WHAT TO PRODUCE:
Only the lines holding the word "size" are wanted; copy each of them from the listing.

DATA FOR ANALYSIS:
########
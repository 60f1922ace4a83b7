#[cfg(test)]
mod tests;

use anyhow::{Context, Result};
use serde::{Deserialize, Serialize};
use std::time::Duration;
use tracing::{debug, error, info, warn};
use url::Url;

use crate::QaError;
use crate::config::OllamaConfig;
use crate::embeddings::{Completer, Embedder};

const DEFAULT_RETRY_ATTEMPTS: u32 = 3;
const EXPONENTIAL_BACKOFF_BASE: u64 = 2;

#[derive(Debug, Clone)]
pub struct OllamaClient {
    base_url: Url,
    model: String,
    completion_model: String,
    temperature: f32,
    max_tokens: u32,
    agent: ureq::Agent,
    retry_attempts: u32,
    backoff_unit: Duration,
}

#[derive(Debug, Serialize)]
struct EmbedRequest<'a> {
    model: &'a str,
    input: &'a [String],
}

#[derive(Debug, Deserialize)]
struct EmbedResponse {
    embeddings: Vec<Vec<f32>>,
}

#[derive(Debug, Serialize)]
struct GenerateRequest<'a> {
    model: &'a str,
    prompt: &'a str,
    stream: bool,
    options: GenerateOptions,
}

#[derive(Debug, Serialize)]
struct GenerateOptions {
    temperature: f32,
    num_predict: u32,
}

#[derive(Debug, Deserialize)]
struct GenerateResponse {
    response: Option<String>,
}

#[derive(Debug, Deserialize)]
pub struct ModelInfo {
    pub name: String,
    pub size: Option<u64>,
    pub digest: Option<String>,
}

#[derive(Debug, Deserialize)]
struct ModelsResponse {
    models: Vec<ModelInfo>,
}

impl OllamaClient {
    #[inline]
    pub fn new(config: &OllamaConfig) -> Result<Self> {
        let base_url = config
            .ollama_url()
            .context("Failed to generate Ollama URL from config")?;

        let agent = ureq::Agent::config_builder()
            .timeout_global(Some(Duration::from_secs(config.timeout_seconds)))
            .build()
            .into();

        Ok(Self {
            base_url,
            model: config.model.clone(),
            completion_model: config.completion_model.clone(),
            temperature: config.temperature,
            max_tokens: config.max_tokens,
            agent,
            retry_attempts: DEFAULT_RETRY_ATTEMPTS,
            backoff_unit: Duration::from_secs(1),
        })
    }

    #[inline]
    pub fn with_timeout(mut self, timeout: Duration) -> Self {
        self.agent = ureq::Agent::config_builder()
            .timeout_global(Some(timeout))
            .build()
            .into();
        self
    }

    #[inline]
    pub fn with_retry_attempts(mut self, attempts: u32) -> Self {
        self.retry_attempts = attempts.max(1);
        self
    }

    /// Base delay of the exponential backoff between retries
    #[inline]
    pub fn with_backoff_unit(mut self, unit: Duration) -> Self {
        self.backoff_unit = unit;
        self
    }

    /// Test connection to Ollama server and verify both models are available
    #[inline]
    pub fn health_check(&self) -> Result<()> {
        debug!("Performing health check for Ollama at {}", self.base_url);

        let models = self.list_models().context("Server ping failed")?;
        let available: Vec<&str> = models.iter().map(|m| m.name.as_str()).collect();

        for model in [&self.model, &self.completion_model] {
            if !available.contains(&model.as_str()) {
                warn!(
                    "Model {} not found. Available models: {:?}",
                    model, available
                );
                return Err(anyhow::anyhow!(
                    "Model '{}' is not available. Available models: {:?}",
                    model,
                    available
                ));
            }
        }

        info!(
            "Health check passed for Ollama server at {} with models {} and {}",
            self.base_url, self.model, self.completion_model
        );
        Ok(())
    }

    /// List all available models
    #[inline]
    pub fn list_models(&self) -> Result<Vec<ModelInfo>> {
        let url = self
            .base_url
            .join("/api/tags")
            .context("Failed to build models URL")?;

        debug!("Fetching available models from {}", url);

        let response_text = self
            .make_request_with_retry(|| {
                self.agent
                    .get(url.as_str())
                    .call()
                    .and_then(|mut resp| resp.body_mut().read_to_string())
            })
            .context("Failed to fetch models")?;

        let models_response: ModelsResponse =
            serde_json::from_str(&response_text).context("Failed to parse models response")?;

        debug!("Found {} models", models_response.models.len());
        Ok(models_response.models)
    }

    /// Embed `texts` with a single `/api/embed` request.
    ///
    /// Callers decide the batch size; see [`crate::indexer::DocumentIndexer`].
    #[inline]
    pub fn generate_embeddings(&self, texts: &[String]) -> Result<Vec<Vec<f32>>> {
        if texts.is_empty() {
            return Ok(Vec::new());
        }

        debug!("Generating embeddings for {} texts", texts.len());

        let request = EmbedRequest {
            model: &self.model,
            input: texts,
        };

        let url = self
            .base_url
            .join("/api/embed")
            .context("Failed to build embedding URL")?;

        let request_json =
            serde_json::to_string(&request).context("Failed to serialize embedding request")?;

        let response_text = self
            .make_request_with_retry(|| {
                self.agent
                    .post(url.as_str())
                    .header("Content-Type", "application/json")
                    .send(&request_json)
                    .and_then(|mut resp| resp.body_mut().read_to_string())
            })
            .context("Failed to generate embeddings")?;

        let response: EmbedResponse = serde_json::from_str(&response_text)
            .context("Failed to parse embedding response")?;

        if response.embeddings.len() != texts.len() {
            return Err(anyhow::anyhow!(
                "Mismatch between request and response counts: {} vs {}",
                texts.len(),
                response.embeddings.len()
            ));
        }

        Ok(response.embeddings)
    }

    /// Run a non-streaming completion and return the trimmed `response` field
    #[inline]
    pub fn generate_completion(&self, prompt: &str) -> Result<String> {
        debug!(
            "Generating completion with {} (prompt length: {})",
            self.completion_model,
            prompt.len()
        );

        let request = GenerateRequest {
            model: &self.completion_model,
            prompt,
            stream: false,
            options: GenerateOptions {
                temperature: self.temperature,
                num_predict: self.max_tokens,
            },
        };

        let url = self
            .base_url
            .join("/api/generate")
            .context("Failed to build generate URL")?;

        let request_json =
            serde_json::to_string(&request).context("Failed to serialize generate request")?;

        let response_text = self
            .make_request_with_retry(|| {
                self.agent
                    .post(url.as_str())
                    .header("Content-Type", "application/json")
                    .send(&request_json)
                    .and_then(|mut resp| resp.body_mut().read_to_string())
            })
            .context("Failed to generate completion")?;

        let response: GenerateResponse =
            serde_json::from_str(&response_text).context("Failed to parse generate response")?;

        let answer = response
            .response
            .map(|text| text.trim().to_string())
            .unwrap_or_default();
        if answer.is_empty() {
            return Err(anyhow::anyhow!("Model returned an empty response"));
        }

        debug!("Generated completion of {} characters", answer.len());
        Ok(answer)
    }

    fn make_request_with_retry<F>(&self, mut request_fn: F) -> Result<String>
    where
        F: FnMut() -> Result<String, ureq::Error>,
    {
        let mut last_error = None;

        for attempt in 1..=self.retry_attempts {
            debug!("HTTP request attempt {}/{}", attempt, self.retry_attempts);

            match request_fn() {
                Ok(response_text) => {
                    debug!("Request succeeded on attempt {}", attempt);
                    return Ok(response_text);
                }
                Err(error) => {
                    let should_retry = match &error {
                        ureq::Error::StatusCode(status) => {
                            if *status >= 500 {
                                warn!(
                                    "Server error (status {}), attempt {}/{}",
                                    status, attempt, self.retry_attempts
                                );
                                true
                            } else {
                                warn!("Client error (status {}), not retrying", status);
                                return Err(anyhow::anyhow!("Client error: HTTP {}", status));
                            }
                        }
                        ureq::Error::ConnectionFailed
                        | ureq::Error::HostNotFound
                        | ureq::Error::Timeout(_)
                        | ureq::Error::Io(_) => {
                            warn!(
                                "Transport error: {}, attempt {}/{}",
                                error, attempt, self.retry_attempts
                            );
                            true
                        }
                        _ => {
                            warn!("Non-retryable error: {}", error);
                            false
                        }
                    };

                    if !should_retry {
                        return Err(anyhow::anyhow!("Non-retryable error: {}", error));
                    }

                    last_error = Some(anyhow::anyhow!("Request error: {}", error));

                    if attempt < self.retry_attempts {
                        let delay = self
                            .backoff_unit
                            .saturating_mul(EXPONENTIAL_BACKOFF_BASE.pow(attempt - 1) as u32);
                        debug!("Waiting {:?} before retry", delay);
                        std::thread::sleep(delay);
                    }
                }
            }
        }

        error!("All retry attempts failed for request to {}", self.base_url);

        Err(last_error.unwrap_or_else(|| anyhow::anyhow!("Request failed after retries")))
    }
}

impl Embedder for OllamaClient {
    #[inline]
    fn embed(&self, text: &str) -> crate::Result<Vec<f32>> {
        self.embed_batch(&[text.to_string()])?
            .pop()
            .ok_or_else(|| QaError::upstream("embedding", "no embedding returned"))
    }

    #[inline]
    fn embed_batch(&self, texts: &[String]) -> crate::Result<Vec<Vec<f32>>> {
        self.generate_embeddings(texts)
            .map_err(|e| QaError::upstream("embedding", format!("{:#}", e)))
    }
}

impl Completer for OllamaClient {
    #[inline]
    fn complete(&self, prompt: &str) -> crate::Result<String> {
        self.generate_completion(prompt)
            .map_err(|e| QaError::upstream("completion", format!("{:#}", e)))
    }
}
########
ANSWER SECTION:
    pub size: Option<u64>,
    /// Callers decide the batch size; see [`crate::indexer::DocumentIndexer`].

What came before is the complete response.